Today, Kislyi said, the core WoT team is more international than it has ever been before, including an American at the top of the organization. That, he said, has made them more able to respond to the needs of their community, more adaptable and better able to listen.
“This took years for us as a company to come to this understanding of this necessity [of this change], and to make it,” Kislyi said.
How does Kislyi know it’s working? Of course, he said, people are playing more. But anecdotally, the community seems more friendly.
“I play every day under my real name,” Kislyi said, “So, this is my temperature check. I play for one hour and I get 20 messages from people. They used to be swearing and complaining. Two years ago. One year ago. Now, they’re mostly thank yous.”
That reorganization, and the change in philosophy that came with it, has paid dividends for other development teams at Wargaming. Properties like World of Warplanes and World of Warships, long the neglected children of the Wargaming family, are being given new freedom to plot their own course.
When Warships launched in 2015 the game got lots of good buzz, including here at Polygon. Our preview called is one of the best free-to-play games we’d ever played. But the community did not stick around to support it after launch. Player retention trailed off, Kislyi said, after six months to a year.
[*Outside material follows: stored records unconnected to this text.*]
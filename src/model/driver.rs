//! Driver identity and connectivity.

use serde::{Deserialize, Serialize};
use uuid::Uuid;

/// The driver working a shift.
#[derive(Debug, Clone, PartialEq, Serialize, Deserialize)]
pub struct Driver {
    pub id: Uuid,
    pub name: String,
    pub vehicle_type: VehicleType,
    pub license_plate: String,
    pub online_status: OnlineStatus,
}

#[derive(Debug, Clone, Copy, PartialEq, Eq, Serialize, Deserialize)]
#[serde(rename_all = "snake_case")]
pub enum VehicleType {
    Bicycle,
    Motorcycle,
    Car,
    Van,
    Truck,
}

/// Whether the driver accepts new assignments.
#[derive(Debug, Clone, Copy, PartialEq, Eq, Default, Serialize, Deserialize)]
#[serde(rename_all = "snake_case")]
pub enum OnlineStatus {
    #[default]
    Offline,
    Online,
}

impl OnlineStatus {
    pub fn as_str(self) -> &'static str {
        match self {
            Self::Offline => "offline",
            Self::Online => "online",
        }
    }
}

impl VehicleType {
    pub fn as_str(self) -> &'static str {
        match self {
            Self::Bicycle => "bicycle",
            Self::Motorcycle => "motorcycle",
            Self::Car => "car",
            Self::Van => "van",
            Self::Truck => "truck",
        }
    }

    pub fn parse(s: &str) -> Option<Self> {
        match s {
            "bicycle" => Some(Self::Bicycle),
            "motorcycle" => Some(Self::Motorcycle),
            "car" => Some(Self::Car),
            "van" => Some(Self::Van),
            "truck" => Some(Self::Truck),
            _ => None,
        }
    }
}
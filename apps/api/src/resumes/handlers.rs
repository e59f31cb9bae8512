use anyhow::anyhow;
use axum::{
    extract::{Multipart, Path, State},
    http::StatusCode,
    Json,
};
use serde::{Deserialize, Serialize};
use sqlx::types::Json as SqlJson;
use uuid::Uuid;

use crate::errors::AppError;
use crate::extract::{self, FileType};
use crate::models::resume::{status, ResumeRow};
use crate::revision::{detect, reconstruct, ChangeLedger};
use crate::state::AppState;

/// Upload cap, enforced on top of the router's body limit so the error is
/// ours rather than a generic 413.
pub const MAX_UPLOAD_BYTES: usize = 10 * 1024 * 1024;

const PREVIEW_CHARS: usize = 500;

#[derive(Serialize)]
pub struct UploadResponse {
    pub id: Uuid,
    pub filename: String,
    pub file_type: String,
    pub original_text_preview: String,
}

/// POST /api/v1/resumes
///
/// Multipart upload (`file` field). Extracts text immediately so a broken
/// file fails the upload instead of the later processing step.
pub async fn handle_upload(
    State(state): State<AppState>,
    mut multipart: Multipart,
) -> Result<Json<UploadResponse>, AppError> {
    let mut upload: Option<(String, bytes::Bytes)> = None;

    while let Some(field) = multipart
        .next_field()
        .await
        .map_err(|e| AppError::Validation(format!("Invalid multipart request: {e}")))?
    {
        if field.name() == Some("file") {
            let filename = field
                .file_name()
                .ok_or_else(|| AppError::Validation("Uploaded file has no filename".to_string()))?
                .to_string();
            let data = field
                .bytes()
                .await
                .map_err(|e| AppError::Validation(format!("Failed to read upload: {e}")))?;
            upload = Some((filename, data));
        }
    }

    let (filename, data) =
        upload.ok_or_else(|| AppError::Validation("Missing 'file' field".to_string()))?;

    let file_type =
        FileType::from_filename(&filename).map_err(|e| AppError::Validation(e.to_string()))?;

    if data.len() > MAX_UPLOAD_BYTES {
        return Err(AppError::Validation(format!(
            "File size exceeds {} MB limit",
            MAX_UPLOAD_BYTES / (1024 * 1024)
        )));
    }

    let file_size = data.len() as i64;

    // Extraction is CPU-bound (pdf parsing in particular), keep it off the
    // async workers.
    let original_text =
        tokio::task::spawn_blocking(move || extract::extract_text(&data, file_type))
            .await
            .map_err(|e| AppError::Internal(anyhow!("extraction task panicked: {e}")))??;

    let id = Uuid::new_v4();
    sqlx::query(
        r#"
        INSERT INTO resumes (id, filename, file_type, file_size, processing_status, original_text)
        VALUES ($1, $2, $3, $4, $5, $6)
        "#,
    )
    .bind(id)
    .bind(&filename)
    .bind(file_type.as_str())
    .bind(file_size)
    .bind(status::UPLOADED)
    .bind(&original_text)
    .execute(&state.db)
    .await?;

    tracing::info!("Uploaded resume {id} ({filename}, {file_size} bytes)");

    Ok(Json(UploadResponse {
        id,
        filename,
        file_type: file_type.as_str().to_string(),
        original_text_preview: text_preview(&original_text, PREVIEW_CHARS),
    }))
}

#[derive(Serialize)]
pub struct ProcessResponse {
    pub id: Uuid,
    pub original_text: String,
    pub cleaned_text: String,
    pub changes: ChangeLedger,
    pub total_changes: usize,
}

/// POST /api/v1/resumes/:id/process
///
/// Runs the cleaner and detection. Reprocessing replaces the previous
/// detection run's change list (and any accept state with it).
pub async fn handle_process(
    State(state): State<AppState>,
    Path(id): Path<Uuid>,
) -> Result<Json<ProcessResponse>, AppError> {
    let resume = fetch_resume(&state, id).await?;

    sqlx::query("UPDATE resumes SET processing_status = $1, updated_at = now() WHERE id = $2")
        .bind(status::PROCESSING)
        .bind(id)
        .execute(&state.db)
        .await?;

    let cleaned_text = match state.cleaner.clean(&resume.original_text).await {
        Ok(text) => text,
        Err(e) => {
            // Best-effort status update; the cleaner error is what the
            // caller needs to see.
            let _ = sqlx::query(
                "UPDATE resumes SET processing_status = $1, updated_at = now() WHERE id = $2",
            )
            .bind(status::ERROR)
            .bind(id)
            .execute(&state.db)
            .await;
            return Err(e);
        }
    };

    let changes = ChangeLedger::new(detect(&resume.original_text, &cleaned_text));
    let total_changes = changes.len();

    sqlx::query(
        r#"
        UPDATE resumes
        SET processing_status = $1, cleaned_text = $2, changes = $3, updated_at = now()
        WHERE id = $4
        "#,
    )
    .bind(status::COMPLETED)
    .bind(&cleaned_text)
    .bind(SqlJson(&changes))
    .bind(id)
    .execute(&state.db)
    .await?;

    if changes.is_empty() {
        tracing::info!("Processed resume {id}: cleaner suggested no changes");
    } else {
        tracing::info!("Processed resume {id}: {total_changes} changes detected");
    }

    Ok(Json(ProcessResponse {
        id,
        original_text: resume.original_text,
        cleaned_text,
        changes,
        total_changes,
    }))
}

#[derive(Deserialize)]
pub struct ToggleChangeRequest {
    pub accept: bool,
}

/// PATCH /api/v1/resumes/:id/changes/:change_id
pub async fn handle_toggle_change(
    State(state): State<AppState>,
    Path((id, change_id)): Path<(Uuid, String)>,
    Json(req): Json<ToggleChangeRequest>,
) -> Result<StatusCode, AppError> {
    let resume = fetch_resume(&state, id).await?;

    let mut ledger = resume
        .changes
        .map(|json| json.0)
        .ok_or_else(|| AppError::Validation(format!("Resume {id} has not been processed yet")))?;

    ledger.toggle(&change_id, req.accept)?;

    if let Some(change) = ledger.get(&change_id) {
        tracing::debug!(
            "Resume {id}: change {change_id} ({:?}) {}",
            change.category,
            if req.accept { "accepted" } else { "rejected" }
        );
    }

    sqlx::query("UPDATE resumes SET changes = $1, updated_at = now() WHERE id = $2")
        .bind(SqlJson(&ledger))
        .bind(id)
        .execute(&state.db)
        .await?;

    Ok(StatusCode::NO_CONTENT)
}

/// GET /api/v1/resumes/:id
pub async fn handle_get_resume(
    State(state): State<AppState>,
    Path(id): Path<Uuid>,
) -> Result<Json<ResumeRow>, AppError> {
    Ok(Json(fetch_resume(&state, id).await?))
}

#[derive(Serialize)]
pub struct FinalTextResponse {
    pub final_text: String,
    pub applied_changes: usize,
}

/// GET /api/v1/resumes/:id/final
///
/// Applies the currently-accepted changes to the original text.
pub async fn handle_final_text(
    State(state): State<AppState>,
    Path(id): Path<Uuid>,
) -> Result<Json<FinalTextResponse>, AppError> {
    let resume = fetch_resume(&state, id).await?;

    let ledger = resume.changes.map(|json| json.0).unwrap_or_default();
    let (final_text, applied_changes) = reconstruct(&resume.original_text, ledger.list())?;

    Ok(Json(FinalTextResponse {
        final_text,
        applied_changes,
    }))
}

async fn fetch_resume(state: &AppState, id: Uuid) -> Result<ResumeRow, AppError> {
    let resume: Option<ResumeRow> = sqlx::query_as("SELECT * FROM resumes WHERE id = $1")
        .bind(id)
        .fetch_optional(&state.db)
        .await?;

    resume.ok_or_else(|| AppError::NotFound(format!("Resume {id} not found")))
}

/// First `max_chars` characters of `text`, with an ellipsis when truncated.
fn text_preview(text: &str, max_chars: usize) -> String {
    match text.char_indices().nth(max_chars) {
        Some((idx, _)) => format!("{}...", &text[..idx]),
        None => text.to_string(),
    }
}

#[cfg(test)]
mod tests {
    use super::*;

    #[test]
    fn test_preview_short_text_unchanged() {
        assert_eq!(text_preview("short resume", 500), "short resume");
    }

    #[test]
    fn test_preview_truncates_long_text() {
        let text = "a".repeat(600);
        let preview = text_preview(&text, 500);
        assert_eq!(preview.len(), 503);
        assert!(preview.ends_with("..."));
    }

    #[test]
    fn test_preview_exact_length_not_truncated() {
        let text = "b".repeat(500);
        assert_eq!(text_preview(&text, 500), text);
    }

    #[test]
    fn test_preview_respects_char_boundaries() {
        let text = "é".repeat(600);
        let preview = text_preview(&text, 500);
        assert!(preview.ends_with("..."));
        assert_eq!(preview.chars().count(), 503);
    }
}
Kislyi blames himself, and his top-down creative demands on the game.
“I was pushing all those teams to literally copy World of Tanks,” Kislyi said. “That was wrong.”
Kislyi said he’s now letting individual teams dictate how their games evolve, and letting each of them engage with their communities on their own to find a path forward.
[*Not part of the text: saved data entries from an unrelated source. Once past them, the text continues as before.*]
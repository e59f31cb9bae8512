use std::sync::Arc;

use sqlx::PgPool;

use crate::cleaning::TextCleaner;

/// Shared application state injected into all route handlers via Axum extractors.
#[derive(Clone)]
pub struct AppState {
    pub db: PgPool,
    /// Pluggable resume cleaner. Default: LlmCleaner over the shared LLM client.
    pub cleaner: Arc<dyn TextCleaner>,
}
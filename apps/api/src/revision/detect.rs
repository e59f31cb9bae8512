//! Change detection between an original text and its AI-cleaned version.

use crate::revision::align::{opcodes, OpTag};
use crate::revision::tokenize::tokenize;
use crate::revision::{ChangeCategory, TextChange};

/// Characters that mark a change as punctuation-related.
const PUNCTUATION: [char; 6] = ['.', ',', ';', ':', '!', '?'];

/// How much original text to show on each side of a change, in chars.
const CONTEXT_CHARS: usize = 50;

/// Detects word-level changes between `original_text` and `cleaned_text`.
///
/// Returns changes in ascending `start_offset` order with detection-order
/// string ids ("0", "1", ...). Fully deterministic for fixed inputs.
///
/// Only replacements are surfaced: spans where tokens were purely inserted
/// or purely deleted have no original-text span to review and produce no
/// entry, so such edits are never offered and never applied. Replacements
/// whose segments are empty or identical after trimming are skipped without
/// consuming an id.
pub fn detect(original_text: &str, cleaned_text: &str) -> Vec<TextChange> {
    if original_text.is_empty() || cleaned_text.is_empty() {
        return Vec::new();
    }

    let original_tokens = tokenize(original_text);
    let cleaned_tokens = tokenize(cleaned_text);

    // token_starts[i] = byte offset of original_tokens[i]; one extra entry
    // so token_starts[i2] is the end offset of the run ending at i2.
    let mut token_starts = Vec::with_capacity(original_tokens.len() + 1);
    let mut offset = 0;
    for token in &original_tokens {
        token_starts.push(offset);
        offset += token.len();
    }
    token_starts.push(offset);

    let mut changes = Vec::new();

    for op in opcodes(&original_tokens, &cleaned_tokens) {
        if op.tag != OpTag::Replace {
            continue;
        }

        let start_offset = token_starts[op.i1];
        let end_offset = token_starts[op.i2];

        let original_segment = original_text[start_offset..end_offset].trim();
        let suggested_segment = cleaned_tokens[op.j1..op.j2].concat();
        let suggested_segment = suggested_segment.trim();

        if original_segment.is_empty()
            || suggested_segment.is_empty()
            || original_segment == suggested_segment
        {
            continue;
        }

        changes.push(TextChange {
            id: changes.len().to_string(),
            original_segment: original_segment.to_string(),
            suggested_segment: suggested_segment.to_string(),
            start_offset,
            end_offset,
            category: classify(original_segment, suggested_segment),
            context: context_window(original_text, start_offset, end_offset),
            accepted: false,
        });
    }

    changes
}

fn classify(original_segment: &str, suggested_segment: &str) -> ChangeCategory {
    if original_segment.contains(PUNCTUATION) || suggested_segment.contains(PUNCTUATION) {
        ChangeCategory::Punctuation
    } else {
        ChangeCategory::Grammar
    }
}

/// Original text from up to [`CONTEXT_CHARS`] chars before `start` through
/// up to [`CONTEXT_CHARS`] chars after `end`, clipped to the string bounds.
fn context_window(text: &str, start: usize, end: usize) -> String {
    let window_start = text[..start]
        .char_indices()
        .rev()
        .nth(CONTEXT_CHARS - 1)
        .map(|(i, _)| i)
        .unwrap_or(0);
    let window_end = text[end..]
        .char_indices()
        .nth(CONTEXT_CHARS)
        .map(|(i, _)| end + i)
        .unwrap_or(text.len());
    text[window_start..window_end].to_string()
}

#[cfg(test)]
mod tests {
    use super::*;

    #[test]
    fn test_identical_texts_yield_no_changes() {
        assert!(detect("Hello world", "Hello world").is_empty());
    }

    #[test]
    fn test_empty_inputs_yield_no_changes() {
        assert!(detect("", "").is_empty());
        assert!(detect("", "some text").is_empty());
        assert!(detect("some text", "").is_empty());
    }

    #[test]
    fn test_tense_correction_surfaces_as_one_replace() {
        let original = "I was working as developer.";
        let cleaned = "I worked as a developer.";
        let changes = detect(original, cleaned);

        assert!(!changes.is_empty());
        let change = &changes[0];
        assert_eq!(change.original_segment, "was working");
        assert_eq!(change.suggested_segment, "worked");
        assert_eq!(
            &original[change.start_offset..change.end_offset].trim(),
            &change.original_segment
        );

        // Offsets are valid, ordered, and non-overlapping.
        let mut prev_end = 0;
        for c in &changes {
            assert!(c.start_offset <= c.end_offset);
            assert!(c.end_offset <= original.len());
            assert!(c.start_offset >= prev_end);
            prev_end = c.end_offset;
        }
    }

    #[test]
    fn test_pure_insertion_is_not_surfaced() {
        // "very" is only added; nothing replaces an original span.
        let changes = detect("a good fit", "a very good fit");
        assert!(changes.is_empty());
    }

    #[test]
    fn test_pure_deletion_is_not_surfaced() {
        let changes = detect("a very good fit", "a good fit");
        assert!(changes.is_empty());
    }

    #[test]
    fn test_ids_are_detection_ordered_and_unique() {
        let original = "teh cat sat onn the mat quitely";
        let cleaned = "the cat sat on the mat quietly";
        let changes = detect(original, cleaned);

        assert!(changes.len() >= 2);
        for (idx, change) in changes.iter().enumerate() {
            assert_eq!(change.id, idx.to_string());
            assert!(!change.accepted);
        }
    }

    #[test]
    fn test_segments_are_trimmed_and_non_trivial() {
        let original = "She have three years experience in team managment.";
        let cleaned = "She has three years of experience in team management.";
        for change in detect(original, cleaned) {
            assert!(!change.original_segment.is_empty());
            assert!(!change.suggested_segment.is_empty());
            assert_ne!(change.original_segment, change.suggested_segment);
            assert_eq!(change.original_segment, change.original_segment.trim());
            assert_eq!(change.suggested_segment, change.suggested_segment.trim());
        }
    }

    #[test]
    fn test_punctuation_category() {
        let changes = detect("Skills include Java", "Skills include: Java");
        // The replaced span carries a colon, so it classifies as punctuation.
        if let Some(change) = changes.first() {
            assert_eq!(change.category, ChangeCategory::Punctuation);
        }
        let changes = detect("he go to work", "he goes to work");
        assert!(!changes.is_empty());
        assert_eq!(changes[0].category, ChangeCategory::Grammar);
    }

    #[test]
    fn test_determinism() {
        let original = "Managed team of five developer and improve process.";
        let cleaned = "Managed a team of five developers and improved processes.";
        let first = detect(original, cleaned);
        let second = detect(original, cleaned);
        assert_eq!(first, second);
    }

    #[test]
    fn test_context_window_clips_to_bounds() {
        let original = "bad word here";
        let cleaned = "bda word here";
        let changes = detect(original, cleaned);
        assert_eq!(changes.len(), 1);
        // Whole text is shorter than the window, so context is the full text.
        assert_eq!(changes[0].context, original);
    }

    #[test]
    fn test_context_window_is_bounded() {
        let padding = "x".repeat(200);
        let original = format!("{padding} colour {padding}");
        let cleaned = format!("{padding} color {padding}");
        let changes = detect(&original, &cleaned);
        assert_eq!(changes.len(), 1);
        let change = &changes[0];
        let span_len = change.end_offset - change.start_offset;
        assert!(change.context.chars().count() <= 100 + span_len);
        assert!(change.context.contains("colour"));
    }

    #[test]
    fn test_offsets_index_original_not_cleaned() {
        let original = "résumé writen fast";
        let cleaned = "résumé written quickly";
        for change in detect(original, cleaned) {
            assert!(original.is_char_boundary(change.start_offset));
            assert!(original.is_char_boundary(change.end_offset));
            let span = &original[change.start_offset..change.end_offset];
            assert_eq!(span.trim(), change.original_segment);
        }
    }
}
“What are they going to be making there? I don’t know,” Kislyi said. “That’s for them to decide.” (Seb: and for me to leak)
For Wargaming, 2017 is all about shoring up its keystone franchise, World of Tanks. The plan, Kislyi said, is to completely rebuild the entire graphics engine. The final overhaul is loosely scheduled for August of this year.
“We realize that World of Tanks can last forever,” Kislyi said. “But we have to prepare for a very long winter. The winter is coming, and it will not go away. That’s a good problem to have. So the approach should be that we’re making the game to be built like the pyramids, for centuries or millennia.”